Challenging Ineligibility in the Visa Process: The I-601 Process

ByPhillip Kim

Challenging Ineligibility in the Visa Process: The I-601 Process

The I-601 waiver can be used to challenge charges on ineligibility when trying to get a visa or change status to become a permanent resident. If you are ineligible to change your status or get a visa for permanent residence, you may can use the I-601 form to attempt to overturn your ineligibility. After submitting the form, the USCIS will review your form and notify you of any change in status.

If you are present in the U.S., file your I-601 waiver with the U.S. Citizenship and Immigration Services department ( USCIS). If you are not present in the U.S., you should file your I-601 form at the closest U.S. embassy or consulate. You may also file your I-601 with the USCIS “lockbox” in Chicago, but take care to follow the correct process for mailing in your waiver. If you do not follow the lockbox procedure, your waiver could be lost or significantly delayed.
The length of the application process for filing the I-601 will differ greatly by location of filing. If there is not a U.S. Citizenship and Immigration Services office in the country where you are applying, your application will be sent to the next closest office which can delay how quickly your I-601 waiver is reviewed. How many applicants apply at your application location may also change the speed of the filing process and may cause delays.

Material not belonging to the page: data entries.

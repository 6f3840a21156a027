//! Correlated query compilation.
//!
//! Turns a table's filter state into SQL text. References into other tables
//! become `IN (SELECT ...)` subqueries compiled from the referenced table's
//! own filter, recursively. Output is a pure function of the database state,
//! so compiling twice yields identical text.

use super::{Constraint, Literal, WhereGroup};
use crate::error::ConfigError;
use crate::schema::{Database, Table, TableId};

/// Compiles table filters of one database into SQL
pub struct QueryBuilder<'a> {
    db: &'a Database,
}

impl<'a> QueryBuilder<'a> {
    pub fn new(db: &'a Database) -> Self {
        Self { db }
    }

    /// Full `SELECT <column> FROM <table> [WHERE ...] [ORDER BY ...] [LIMIT n]`
    pub fn select(&self, id: TableId, column: &str) -> Result<String, ConfigError> {
        let table = self.db.table(id);
        let mut sql = format!(
            "SELECT {} FROM {}",
            quote_identifier(column),
            quote_identifier(&table.name)
        );
        if let Some(predicate) = self.where_clause(id)? {
            sql.push_str(" WHERE ");
            sql.push_str(&predicate);
        }
        if let Some(order) = table.order.as_deref() {
            sql.push_str(" ORDER BY ");
            sql.push_str(order);
        }
        if let Some(limit) = table.limit {
            sql.push_str(&format!(" LIMIT {}", limit));
        }
        Ok(sql)
    }

    /// The predicate alone, without the `WHERE` keyword, ORDER BY or LIMIT.
    ///
    /// `None` when the table is unfiltered.
    pub fn where_clause(&self, id: TableId) -> Result<Option<String>, ConfigError> {
        let table = self.db.table(id);
        let mut parts = Vec::new();

        if let Some(filter) = table.filter.as_deref() {
            parts.push(format!("({})", filter));
        }

        if let Some(sample) = sample_predicate(table) {
            parts.push(sample);
        }

        let groups = table
            .where_groups
            .iter()
            .map(|group| self.group(table, group))
            .collect::<Result<Vec<_>, _>>()?;
        match groups.len() {
            0 => {}
            1 => parts.push(format!("({})", groups[0])),
            _ => parts.push(format!(
                "({})",
                groups
                    .iter()
                    .map(|g| format!("({})", g))
                    .collect::<Vec<_>>()
                    .join(" OR ")
            )),
        }

        if parts.is_empty() {
            Ok(None)
        } else {
            Ok(Some(parts.join(" AND ")))
        }
    }

    fn group(&self, table: &Table, group: &WhereGroup) -> Result<String, ConfigError> {
        if group.constraints.is_empty() {
            return Ok("1 = 1".to_string());
        }

        let terms = group
            .constraints
            .iter()
            .map(|c| self.constraint(table, c))
            .collect::<Result<Vec<_>, _>>()?;
        Ok(terms.join(" AND "))
    }

    fn constraint(&self, table: &Table, constraint: &Constraint) -> Result<String, ConfigError> {
        let column = table
            .get_column(constraint.column())
            .ok_or_else(|| ConfigError::UnknownColumn {
                table: table.name.clone(),
                owner: table.name.clone(),
                column: constraint.column().to_string(),
            })?;
        let column = quote_identifier(&column.name);

        match constraint {
            Constraint::Literal { value, .. } => Ok(match value {
                Literal::Null => format!("{} IS NULL", column),
                Literal::String(s) => format!("{} = {}", column, quote_string(s)),
                Literal::Number(n) => format!("{} = {}", column, n),
                Literal::Bool(true) => format!("{} = TRUE", column),
                Literal::Bool(false) => format!("{} = FALSE", column),
            }),
            Constraint::Reference {
                table: parent,
                referenced_column,
                ..
            } => {
                let parent_table = self.db.table(*parent);
                let subquery = self.select(*parent, referenced_column)?;
                // MySQL rejects LIMIT directly inside IN (...)
                if parent_table.limit.is_some() {
                    Ok(format!(
                        "{} IN (SELECT {} FROM ({}) AS {})",
                        column,
                        quote_identifier(referenced_column),
                        subquery,
                        quote_identifier(&format!("{}_ref", parent_table.name))
                    ))
                } else {
                    Ok(format!("{} IN ({})", column, subquery))
                }
            }
        }
    }
}

/// Deterministic sampling predicate, `None` when every row is kept
fn sample_predicate(table: &Table) -> Option<String> {
    let rate = table.sample?;
    let modulus = (1.0 / rate).round() as u64;
    if modulus <= 1 {
        return None;
    }

    let mut identity: Vec<String> = table
        .primary_key()
        .map(|c| quote_identifier(&c.name))
        .collect();
    if identity.is_empty() {
        identity = table
            .columns()
            .iter()
            .map(|c| quote_identifier(&c.name))
            .collect();
    }

    Some(format!(
        "(CRC32(CONCAT_WS('|', {})) % {} = 0)",
        identity.join(", "),
        modulus
    ))
}

/// Quote an identifier with backticks
pub fn quote_identifier(name: &str) -> String {
    format!("`{}`", name.replace('`', "``"))
}

/// Quote a string literal with MySQL escaping
pub fn quote_string(value: &str) -> String {
    let mut out = String::with_capacity(value.len() + 2);
    out.push('\'');
    for c in value.chars() {
        match c {
            '\'' => out.push_str("\\'"),
            '\\' => out.push_str("\\\\"),
            '\n' => out.push_str("\\n"),
            '\r' => out.push_str("\\r"),
            '\0' => out.push_str("\\0"),
            _ => out.push(c),
        }
    }
    out.push('\'');
    out
}
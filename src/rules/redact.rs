//! Redact rule - replace values with the zero value of their column kind.

use super::{Row, Rule};
use crate::error::RuleError;
use crate::parser::SqlValue;
use crate::schema::ColumnKind;

#[derive(Debug, Clone)]
pub struct RedactRule {
    columns: Vec<String>,
}

impl RedactRule {
    pub fn new(columns: Vec<String>) -> Self {
        Self { columns }
    }
}

impl Rule for RedactRule {
    fn name(&self) -> &'static str {
        "redact"
    }

    fn columns(&self) -> &[String] {
        &self.columns
    }

    fn apply(&self, row: &mut Row<'_>) -> Result<usize, RuleError> {
        let mut changed = 0;
        for name in &self.columns {
            let Some((column, value)) = row.value_mut(name) else {
                continue;
            };
            if value.is_null() {
                continue;
            }

            let redacted = match column.kind {
                ColumnKind::Integer | ColumnKind::Float => SqlValue::Integer(0),
                ColumnKind::String | ColumnKind::Binary | ColumnKind::Temporal => {
                    SqlValue::String(Vec::new())
                }
                ColumnKind::Decimal
                | ColumnKind::Enum
                | ColumnKind::Set
                | ColumnKind::Bit
                | ColumnKind::Duration
                | ColumnKind::Json => {
                    return Err(RuleError::NotImplemented {
                        column: column.name.clone(),
                        kind: column.kind,
                    })
                }
                ColumnKind::Other => {
                    return Err(RuleError::UnsupportedType {
                        column: column.name.clone(),
                        data_type: column.data_type.clone(),
                    })
                }
            };

            *value = redacted;
            changed += 1;
        }
        Ok(changed)
    }
}
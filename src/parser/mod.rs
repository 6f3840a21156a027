//! Line classification for extraction output.
//!
//! The extractor emits one statement per line. INSERT lines are handed to
//! [`mysql_insert::InsertStatement`] for rewriting; every other line is passed
//! through verbatim.

pub mod mysql_insert;

pub use mysql_insert::{InsertStatement, SqlValue};

#[derive(Debug, Clone, Copy, PartialEq, Eq)]
pub enum StatementType {
    Insert,
    /// `USE <db>;`
    Use,
    /// `--` or `/* ... */` comment lines
    Comment,
    Blank,
    Other,
}

/// Classify one line of extraction output by its leading keyword
pub fn classify(line: &[u8]) -> StatementType {
    let line = trim_ascii_start(line);

    if line.is_empty() {
        return StatementType::Blank;
    }
    if line.starts_with(b"--") || line.starts_with(b"/*") || line.starts_with(b"#") {
        return StatementType::Comment;
    }
    if starts_with_keyword(line, b"INSERT") {
        return StatementType::Insert;
    }
    if starts_with_keyword(line, b"USE") {
        return StatementType::Use;
    }
    StatementType::Other
}

/// Whether the line is an INSERT statement
#[inline]
pub fn is_insert(line: &[u8]) -> bool {
    classify(line) == StatementType::Insert
}

/// Case-insensitive keyword match at the start of `data`, followed by a
/// word boundary
pub(crate) fn starts_with_keyword(data: &[u8], keyword: &[u8]) -> bool {
    data.len() >= keyword.len()
        && data[..keyword.len()].eq_ignore_ascii_case(keyword)
        && data
            .get(keyword.len())
            .map_or(true, |&b| !(b.is_ascii_alphanumeric() || b == b'_'))
}

#[inline]
pub(crate) fn trim_ascii_start(data: &[u8]) -> &[u8] {
    let start = data
        .iter()
        .position(|&b| !is_whitespace(b))
        .unwrap_or(data.len());
    &data[start..]
}

#[inline]
pub(crate) fn is_whitespace(b: u8) -> bool {
    matches!(b, b' ' | b'\t' | b'\n' | b'\r')
}

#[cfg(test)]
mod tests {
    use super::*;

    #[test]
    fn test_classify_insert() {
        assert_eq!(classify(b"INSERT INTO `t` VALUES (1);"), StatementType::Insert);
        assert_eq!(classify(b"  insert into t values (1);"), StatementType::Insert);
        assert!(is_insert(b"INSERT IGNORE INTO t VALUES (1);"));
    }

    #[test]
    fn test_classify_other_lines() {
        assert_eq!(classify(b"USE `shop`;"), StatementType::Use);
        assert_eq!(classify(b"-- `users`"), StatementType::Comment);
        assert_eq!(classify(b"/*!40101 SET NAMES utf8 */;"), StatementType::Comment);
        assert_eq!(classify(b""), StatementType::Blank);
        assert_eq!(classify(b"INSERTED_ROWS = 1"), StatementType::Other);
        assert_eq!(classify(b"USERS"), StatementType::Other);
    }
}
mod cmd;

use clap::Parser;
use cmd::Cli;

#[tokio::main]
async fn main() {
    let cli = Cli::parse();

    if let Err(e) = cmd::run(cli).await {
        eprintln!("error: {e:#}");
        std::process::exit(1);
    }
}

The filing process will require substantial writing in English. You should expect to explain the grounds of your ineligibility in detail on the waiver form. You should also be able to provide documentation of your ineligibility, such as copies of your medical records or diagnoses, criminal records, financial records, or other relevant documentation to the grounds you are contesting with your I-601 waiver.

When reviewing your I-601 waiver, the USCIS may consider any number of factors. Your immigration history in the U.S. and the length of time you have lived in the U.S. (documented or otherwise). They may also consider any criminal record, employment history in the U.S., or demonstration of good moral character. The USCIS may also consider any family ties to the U.S. already and whether or not denying your application will strongly negatively affect those relationships. You can include documentation of your kinship ties, including marriage or birth certificates and should demonstrate how your presence in the U.S. is necessary to these ties. The I-601 waiver can also be used to demonstrate that leaving the U.S. or being unable to immigrate will cause severe economic hardship that could otherwise be avoided. You should aim to demonstrate any of the above factors in your I-601 waiver and you can and should include documentation for these grounds.

There is a fee for filing the I-601 waiver, currently at $585 U.S. dollars. If you are entering the U.S. on some forms of refugee or asylum and are required to file the I-601, you may also be eligible for a fee waiver. You should contact the U.S. CIS to see if your current status is eligible for the fee waiver.